The terrifying, tragic exchange above appears in the trailer for “Star Wars Detours,” an animated television series scheduled to begin airing next year. Writers and producers from shows including “SpongeBob SquarePants,” “The Backyardigans” and “Robot Chicken” are collaborating on the series.

It then ought not come as a surprise that Lucasfilm, the owner of the Star Wars franchise and the company behind this sadistic animated undertaking, will be adopted into none other than the Disney corporation, which this year released such cinematic gems as “Frankenweenie” and “Beverly Hills Chihuahua 3: Viva La Fiesta!”

Disney announced its $4.05 billion acquisition of Lucasfilm last month. We, the global fans of Star Wars, are afraid that our franchise and story will become Disney-fied, a term we use to denote the shameless merchandizing and soulless commercialization that results from associating with the titan corporation.

Star Wars was about good and evil. It was about growing up thinking you’re alone, but realizing you have the ability to fight for what matters. And now, Star Wars has fallen to the dark side — a money-making scheme that takes our story’s heroes and puts their heads on PEZ dispensers.

Consider Lucasfilm’s Star Wars branding initiatives over the last three and a half decades. They include video games, books, comics, TV shows, action figures, Halloween costumes, theme parks rides, Chewbacca slippers, Lego Star Wars advent calendars and the Jar Jar Binks toothbrush I had when I was 9. It takes a perverse imagination to guess what more commercial damage Disney might manage to do to one far away galaxy’s political conflict.

Star Wars as we know and love it ended with small fuzzy creatures called Ewoks, from the forest moon of Endor, dying in self-sacrifice during an epic battle. It was sentimental, it was powerful and it allowed us to imagine how our heroes would live out their love stories while leading the Galactic Republic in peace.

But Disney has announced its intention to release the first installment of a third Star Wars film trilogy in 2015, to be followed by another film every two or three years after the trilogy’s completion. Luke, Han and Leia’s fates will no longer be for us to decide.
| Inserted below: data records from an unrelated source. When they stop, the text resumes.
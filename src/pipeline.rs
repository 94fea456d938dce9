//! The question-answering pipeline orchestrator.
//!
//! Wires the stages together for one request:
//!
//! ```text
//! documents ──▶ extract ──▶ chunk ──▶ embed ──▶ VectorIndex
//!                                                   │
//! question ──▶ rewrite (history-aware) ──▶ embed ──▶ retrieve top-k
//!                                                   │
//!                        answer prompt ◀── context ─┘
//!                              │
//!                         chat model ──▶ answer string
//! ```
//!
//! Every call re-runs the whole pipeline; the index is rebuilt from
//! scratch and nothing is reused across calls, even for an identical
//! document set.

use std::sync::Arc;

use crate::chunk::split_text;
use crate::config::Config;
use crate::embedding::EmbeddingModel;
use crate::error::{Error, Result};
use crate::extract::TextExtractor;
use crate::index::VectorIndex;
use crate::llm::ChatModel;
use crate::models::{ChatTurn, UploadedDocument};
use crate::prompt::{answer_messages, rewrite_messages, CONTEXT_SEPARATOR};

/// Pipeline tuning taken from [`Config`] at construction time.
#[derive(Debug, Clone)]
pub struct PipelineOptions {
    pub separator: String,
    pub chunk_size: usize,
    pub chunk_overlap: usize,
    pub top_k: usize,
}

impl PipelineOptions {
    pub fn from_config(config: &Config) -> Self {
        Self {
            separator: config.chunking.separator.clone(),
            chunk_size: config.chunking.chunk_size,
            chunk_overlap: config.chunking.chunk_overlap,
            top_k: config.retrieval.top_k,
        }
    }
}

/// Orchestrates extract → chunk → embed → retrieve → compose for one
/// request. Holds only capability handles; all per-request state lives on
/// the stack of [`answer`](QaPipeline::answer).
pub struct QaPipeline {
    extractor: Arc<dyn TextExtractor>,
    embedder: Arc<dyn EmbeddingModel>,
    chat: Arc<dyn ChatModel>,
    options: PipelineOptions,
}

impl QaPipeline {
    pub fn new(
        extractor: Arc<dyn TextExtractor>,
        embedder: Arc<dyn EmbeddingModel>,
        chat: Arc<dyn ChatModel>,
        options: PipelineOptions,
    ) -> Self {
        Self {
            extractor,
            embedder,
            chat,
            options,
        }
    }

    /// Answer `question` from `documents`.
    ///
    /// The chat history starts empty on every call: multi-turn memory is
    /// not retained across requests. A caller that does persist turns can
    /// use [`answer_with_history`](Self::answer_with_history) instead.
    pub async fn answer(
        &self,
        documents: &[UploadedDocument],
        question: &str,
    ) -> Result<String> {
        let history: Vec<ChatTurn> = Vec::new();
        self.answer_with_history(documents, question, &history).await
    }

    /// Answer `question` from `documents`, rewriting it against `history`
    /// first. Fails fast with [`Error::InvalidRequest`] before any
    /// provider call when documents are missing or the question is blank.
    pub async fn answer_with_history(
        &self,
        documents: &[UploadedDocument],
        question: &str,
        history: &[ChatTurn],
    ) -> Result<String> {
        if documents.is_empty() {
            return Err(Error::InvalidRequest(
                "at least one PDF document is required".to_string(),
            ));
        }
        if question.trim().is_empty() {
            return Err(Error::InvalidRequest(
                "question must not be empty".to_string(),
            ));
        }

        let text = self.extractor.extract(documents)?;
        let chunks = split_text(
            &text,
            &self.options.separator,
            self.options.chunk_size,
            self.options.chunk_overlap,
        );
        tracing::debug!(
            documents = documents.len(),
            characters = text.chars().count(),
            chunks = chunks.len(),
            "extracted and chunked"
        );

        let vectors = if chunks.is_empty() {
            Vec::new()
        } else {
            tracing::debug!(
                model = self.embedder.model_name(),
                dims = self.embedder.dims(),
                chunks = chunks.len(),
                "embedding chunks"
            );
            self.embedder.embed_many(&chunks).await?
        };
        let index = VectorIndex::build(chunks, vectors)?;

        let standalone = self.rewrite_question(history, question).await?;

        let retrieved: Vec<String> = if index.is_empty() {
            Vec::new()
        } else {
            let query_vector = self
                .embedder
                .embed_many(std::slice::from_ref(&standalone))
                .await?
                .into_iter()
                .next()
                .ok_or_else(|| Error::Embedding("empty embedding response".to_string()))?;
            index
                .retrieve(&query_vector, self.options.top_k)
                .into_iter()
                .map(str::to_string)
                .collect()
        };
        tracing::debug!(retrieved = retrieved.len(), "retrieval complete");

        let context = retrieved.join(CONTEXT_SEPARATOR);
        let messages = answer_messages(&context, history, &standalone);
        tracing::debug!(model = self.chat.model_name(), "composing answer");
        self.chat.complete(&messages).await
    }

    /// Produce a standalone question. With no history the input is
    /// returned unchanged and no model call is made; otherwise the model
    /// reformulates it and the reply is normalized to a single line.
    async fn rewrite_question(&self, history: &[ChatTurn], question: &str) -> Result<String> {
        if history.is_empty() {
            return Ok(question.to_string());
        }
        let messages = rewrite_messages(history, question);
        let reply = self.chat.complete(&messages).await?;
        let line = reply
            .lines()
            .map(str::trim)
            .find(|l| !l.is_empty())
            .unwrap_or("")
            .to_string();
        if line.is_empty() {
            // A blank reformulation is useless; keep the original question.
            Ok(question.to_string())
        } else {
            Ok(line)
        }
    }
}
Some more generous fans have expressed hope that a veteran sequel-maker like Disney might be able to save Star Wars by returning it to its original cinematic medium. But faith in Disney to restore the dignity of sequels seems misplaced: we’re talking about the company that thought there ought to be another Atlantis movie. My guess is that Episode VII will feature Han and Leia’s daughter’s training in the Force, but we should consider ourselves lucky if we see anything short of an eventual Episode XIX: Prom on Tatooine.

We, the loyal fans, fear we are already on our way there. What was once the Jedi (the good guys) against the Sith (the bad guys) has devolved into a cartoon television series. In “Detours,” Obi-Wan Kenobi and Han Solo do ’70s dance moves in a disco-ball Death Star to a dubstep remix of the iconic Star Wars theme, while a fist-pumping storm trooper calls out, “All my troopers in the party say yeah!”

Of course, the Star Wars premise has been continuously remarketed since 1977. Rather than let the Jedi era come to a dignified close, George Lucas has given his creation to a notoriously shameless label in order to be further manipulated. As Yoda tells a young Anakin in “Episode III: Revenge of the Sith,” “The fear of loss is a path to The Dark Side … train yourself to let go.” I guess Lucas belongs with the Sith.